■ **Data records**:

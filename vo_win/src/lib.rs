//! Video output windowing.
//!
//! A [`VoWin`] owns one backend instance (chosen from a static
//! [`DriverDescriptor`]) and gives the player a uniform way to size a
//! drawable, wait for window events, and optionally obtain a GL context.
//! The X11/GLX backend (`"x11"`) layers context negotiation on a plain X11
//! window backend (`"x11-window"`).

pub mod backend;
pub mod config;
pub mod control;
pub mod error;
pub mod events;
pub mod gl;
pub mod logging;
pub mod manager;
pub mod win;

pub use backend::api::{
    Backend, DriverDescriptor, GlBackend, GlSurfaceProvider, SurfaceVisual, Wakeup,
};
pub use backend::{find_driver, DRIVERS};
pub use config::{GlobalConfig, LoggingConfig, VoOptions};
pub use control::{ControlReply, ControlRequest};
pub use error::{Result, VoError};
pub use events::{CreateFlags, InputEvent, InputSink, PendingEvents, VoEvents, VoFlags};
pub use gl::{GlCaps, GlFunctions, GlVersion};
pub use logging::{initialize_logging, LogChannel};
pub use manager::{VoWin, WakeHandle};
pub use win::{VideoParams, WinHandle, WindowSize};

■ **What to work on**:
Give the material again, complete and unaltered.

■ **Task solution**:
filename vo_win/src/lib.rs
//! Video output windowing.
//!
//! A [`VoWin`] owns one backend instance (chosen from a static
//! [`DriverDescriptor`]) and gives the player a uniform way to size a
//! drawable, wait for window events, and optionally obtain a GL context.
//! The X11/GLX backend (`"x11"`) layers context negotiation on a plain X11
//! window backend (`"x11-window"`).

pub mod backend;
pub mod config;
pub mod control;
pub mod error;
pub mod events;
pub mod gl;
pub mod logging;
pub mod manager;
pub mod win;

pub use backend::api::{
    Backend, DriverDescriptor, GlBackend, GlSurfaceProvider, SurfaceVisual, Wakeup,
};
pub use backend::{find_driver, DRIVERS};
pub use config::{GlobalConfig, LoggingConfig, VoOptions};
pub use control::{ControlReply, ControlRequest};
pub use error::{Result, VoError};
pub use events::{CreateFlags, InputEvent, InputSink, PendingEvents, VoEvents, VoFlags};
pub use gl::{GlCaps, GlFunctions, GlVersion};
pub use logging::{initialize_logging, LogChannel};
pub use manager::{VoWin, WakeHandle};
pub use win::{VideoParams, WinHandle, WindowSize};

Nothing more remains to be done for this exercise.